### Task details
Please return every line below that contains the string "host".

(Collected data)
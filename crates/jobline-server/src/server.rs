//! `JoblineServer`: the axum HTTP + WebSocket surface of one instance.

use std::net::SocketAddr;
use std::sync::Arc;
use std::time::{Duration, Instant};

use axum::extract::ws::WebSocketUpgrade;
use axum::extract::{Query, State};
use axum::http::StatusCode;
use axum::response::{IntoResponse, Response};
use axum::routing::{get, post};
use axum::{Json, Router};
use jobline_core::protocol::MAX_INBOUND_FRAME_BYTES;
use jobline_core::reconnect::CLOSE_GOING_AWAY;
use jobline_core::retry::ReconnectPolicy;
use jobline_core::SessionId;
use jobline_relay::Relay;
use jobline_settings::ServerSettings;
use jobline_store::{StoreError, Sweeper};
use metrics_exporter_prometheus::PrometheusHandle;
use serde::Deserialize;
use tokio::task::JoinHandle;
use tower_http::cors::CorsLayer;
use tower_http::trace::TraceLayer;
use tracing::info;

use crate::api;
use crate::health::{self, HealthResponse};
use crate::shutdown::ShutdownCoordinator;
use crate::websocket::{run_ws_session, SocketConfig};

/// Shared state accessible from axum handlers.
#[derive(Clone)]
pub struct AppState {
    pub relay: Arc<Relay>,
    pub reconnect: ReconnectPolicy,
    pub socket: SocketConfig,
    pub start_time: Instant,
    pub metrics: Option<PrometheusHandle>,
}

pub struct JoblineServer {
    settings: ServerSettings,
    state: AppState,
    shutdown: Arc<ShutdownCoordinator>,
}

impl JoblineServer {
    pub fn new(
        settings: ServerSettings,
        relay: Arc<Relay>,
        reconnect: ReconnectPolicy,
        metrics: Option<PrometheusHandle>,
    ) -> Self {
        let socket = SocketConfig {
            max_send_queue: settings.max_send_queue,
            heartbeat_interval: Duration::from_secs(settings.heartbeat_interval_secs.max(1)),
            heartbeat_timeout: Duration::from_secs(settings.heartbeat_timeout_secs.max(1)),
        };
        Self {
            settings,
            state: AppState {
                relay,
                reconnect,
                socket,
                start_time: Instant::now(),
                metrics,
            },
            shutdown: Arc::new(ShutdownCoordinator::new()),
        }
    }

    pub fn router(&self) -> Router {
        Router::new()
            .route("/api/session", post(api::create_session))
            .route("/api/sessions", get(api::list_sessions))
            .route("/realtime", get(ws_handler))
            .route("/health", get(health_handler))
            .route("/metrics", get(metrics_handler))
            .with_state(self.state.clone())
            .layer(TraceLayer::new_for_http())
            .layer(CorsLayer::permissive())
    }

    pub fn relay(&self) -> &Arc<Relay> {
        &self.state.relay
    }

    pub fn shutdown(&self) -> &Arc<ShutdownCoordinator> {
        &self.shutdown
    }

    pub fn settings(&self) -> &ServerSettings {
        &self.settings
    }

    /// Start the instance's background loops (cross-instance fan-out and,
    /// when given, the sweeper). They stop with the shutdown token.
    pub fn spawn_background(&self, sweeper: Option<Sweeper>) -> Vec<JoinHandle<()>> {
        let token = self.shutdown.token();
        let mut handles = vec![tokio::spawn(
            self.state.relay.broadcaster().clone().run(token.clone()),
        )];
        if let Some(sweeper) = sweeper {
            handles.push(tokio::spawn(sweeper.run(token)));
        }
        handles
    }

    /// Bind and serve until shutdown. Returns the bound address and the
    /// serving task.
    pub async fn listen(&self) -> std::io::Result<(SocketAddr, JoinHandle<()>)> {
        let addr = format!("{}:{}", self.settings.host, self.settings.port);
        let listener = tokio::net::TcpListener::bind(&addr).await?;
        let local_addr = listener.local_addr()?;
        let router = self.router();
        let token = self.shutdown.token();
        let handle = tokio::spawn(async move {
            let served = axum::serve(listener, router)
                .with_graceful_shutdown(token.cancelled_owned())
                .await;
            if let Err(e) = served {
                tracing::error!(error = %e, "server stopped with error");
            }
        });
        info!(addr = %local_addr, instance_id = %self.state.relay.instance_id(), "listening");
        Ok((local_addr, handle))
    }

    /// Close every socket with 1001, stop bridges (releasing their leases)
    /// and cancel the shutdown token.
    pub async fn drain(&self, timeout: Duration) {
        let relay = &self.state.relay;
        relay.hub().close_all(CLOSE_GOING_AWAY, "server shutting down").await;
        relay.shutdown(timeout).await;
        self.shutdown.shutdown();
    }
}

#[derive(Debug, Deserialize)]
pub struct RealtimeQuery {
    pub sid: Option<String>,
}

/// GET /realtime?sid=<id>
async fn ws_handler(
    ws: WebSocketUpgrade,
    Query(query): Query<RealtimeQuery>,
    State(state): State<AppState>,
) -> impl IntoResponse {
    ws.max_message_size(MAX_INBOUND_FRAME_BYTES)
        .on_upgrade(move |socket| run_ws_session(socket, state.relay, state.socket, query.sid))
}

/// GET /health
async fn health_handler(State(state): State<AppState>) -> (StatusCode, Json<HealthResponse>) {
    let relay = &state.relay;
    let probe = SessionId::from_raw("sess_health_probe");
    let store_ok = !matches!(
        relay.store().get(&probe).await,
        Err(StoreError::Unavailable(_))
    );
    let resp = health::health_check(
        state.start_time,
        relay.hub().connection_count().await,
        relay.bridges().running_count(),
        relay.instance_id().as_str(),
        store_ok,
    );
    let status = if resp.is_healthy() {
        StatusCode::OK
    } else {
        StatusCode::SERVICE_UNAVAILABLE
    };
    (status, Json(resp))
}

/// GET /metrics
async fn metrics_handler(State(state): State<AppState>) -> Response {
    match &state.metrics {
        Some(handle) => handle.render().into_response(),
        None => StatusCode::NOT_FOUND.into_response(),
    }
}

#[cfg(test)]
mod tests {
    use super::*;
    use axum::body::Body;
    use axum::http::Request;
    use jobline_relay::bridge::BridgeContext;
    use jobline_relay::{ConnectionHub, JobCatalog, SearchPage, StateBroadcaster, UpstreamConfig};
    use jobline_settings::UpstreamSettings;
    use jobline_store::backend::{Backend, MemoryBackend};
    use jobline_store::{OwnershipLease, SessionStore};
    use tower::ServiceExt;

    struct NoCatalog;

    #[async_trait::async_trait]
    impl JobCatalog for NoCatalog {
        async fn search(
            &self,
            _query: &str,
            _country: Option<&str>,
        ) -> Result<SearchPage, jobline_relay::CatalogError> {
            Err(jobline_relay::CatalogError::Status(503))
        }

        async fn job_details(&self, _job_id: &str) -> Result<serde_json::Value, jobline_relay::CatalogError> {
            Err(jobline_relay::CatalogError::Status(503))
        }
    }

    fn make_server(memory: Arc<MemoryBackend>, metrics: Option<PrometheusHandle>) -> JoblineServer {
        let backend = Backend::from_memory(memory);
        let op = Duration::from_secs(1);
        let store = SessionStore::new(&backend, Duration::from_secs(3600), op);
        let instance_id = jobline_core::InstanceId::from_raw("inst_test");
        let broadcaster = Arc::new(StateBroadcaster::new(
            instance_id.clone(),
            store,
            backend.feed.clone(),
            Arc::new(ConnectionHub::new()),
            Duration::from_millis(500),
        ));
        let ctx = BridgeContext {
            instance_id,
            lease: OwnershipLease::new(&backend, Duration::from_secs(15), Duration::from_secs(5), op),
            broadcaster,
            catalog: Arc::new(NoCatalog),
            upstream: Arc::new(UpstreamConfig::from(&UpstreamSettings::default())),
        };
        let settings = ServerSettings {
            host: "127.0.0.1".into(),
            port: 0,
            ..ServerSettings::default()
        };
        JoblineServer::new(settings, Relay::new(ctx), ReconnectPolicy::default(), metrics)
    }

    async fn call(server: &JoblineServer, method: &str, uri: &str) -> (StatusCode, serde_json::Value) {
        let req = Request::builder()
            .method(method)
            .uri(uri)
            .body(Body::empty())
            .unwrap();
        let resp = server.router().oneshot(req).await.unwrap();
        let status = resp.status();
        let body = axum::body::to_bytes(resp.into_body(), 1 << 20).await.unwrap();
        let json = serde_json::from_slice(&body).unwrap_or(serde_json::Value::Null);
        (status, json)
    }

    #[tokio::test]
    async fn create_then_list_sessions() {
        let server = make_server(Arc::new(MemoryBackend::new()), None);
        let (status, created) = call(&server, "POST", "/api/session").await;
        assert_eq!(status, StatusCode::OK);
        let id = created["session_id"].as_str().unwrap().to_owned();
        assert!(id.starts_with("sess_"));
        assert_eq!(created["reconnect"]["initialDelayMs"], 1000);
        assert_eq!(created["reconnect"]["maxAttempts"], 8);

        let (status, listed) = call(&server, "GET", "/api/sessions").await;
        assert_eq!(status, StatusCode::OK);
        let sessions = listed["sessions"].as_array().unwrap();
        assert_eq!(sessions.len(), 1);
        assert_eq!(sessions[0]["id"], id);
        assert_eq!(sessions[0]["view_mode"], "search");
    }

    #[tokio::test]
    async fn create_fails_with_503_when_store_down() {
        let memory = Arc::new(MemoryBackend::new());
        let server = make_server(memory.clone(), None);
        memory.set_available(false);
        let (status, body) = call(&server, "POST", "/api/session").await;
        assert_eq!(status, StatusCode::SERVICE_UNAVAILABLE);
        assert_eq!(body["error"]["code"], "store_unavailable");
    }

    #[tokio::test]
    async fn health_reports_store_state() {
        let memory = Arc::new(MemoryBackend::new());
        let server = make_server(memory.clone(), None);
        let (status, body) = call(&server, "GET", "/health").await;
        assert_eq!(status, StatusCode::OK);
        assert_eq!(body["status"], "ok");
        assert_eq!(body["instance_id"], "inst_test");
        assert_eq!(body["connections"], 0);

        memory.set_available(false);
        let (status, body) = call(&server, "GET", "/health").await;
        assert_eq!(status, StatusCode::SERVICE_UNAVAILABLE);
        assert_eq!(body["status"], "degraded");
        assert_eq!(body["store"], "unavailable");
    }

    #[tokio::test]
    async fn metrics_404_without_recorder() {
        let server = make_server(Arc::new(MemoryBackend::new()), None);
        let (status, _) = call(&server, "GET", "/metrics").await;
        assert_eq!(status, StatusCode::NOT_FOUND);
    }

    #[tokio::test]
    async fn metrics_render_with_recorder() {
        let handle = metrics_exporter_prometheus::PrometheusBuilder::new()
            .build_recorder()
            .handle();
        let server = make_server(Arc::new(MemoryBackend::new()), Some(handle));
        let req = Request::builder().uri("/metrics").body(Body::empty()).unwrap();
        let resp = server.router().oneshot(req).await.unwrap();
        assert_eq!(resp.status(), StatusCode::OK);
    }

    #[tokio::test]
    async fn unknown_route_returns_404() {
        let server = make_server(Arc::new(MemoryBackend::new()), None);
        let (status, _) = call(&server, "GET", "/nonexistent").await;
        assert_eq!(status, StatusCode::NOT_FOUND);
    }

    #[tokio::test]
    async fn drain_cancels_token() {
        let server = make_server(Arc::new(MemoryBackend::new()), None);
        let token = server.shutdown().token();
        server.drain(Duration::from_secs(1)).await;
        assert!(token.is_cancelled());
    }
}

### Solution to this task
        let addr = format!("{}:{}", self.settings.host, self.settings.port);
            host: "127.0.0.1".into(),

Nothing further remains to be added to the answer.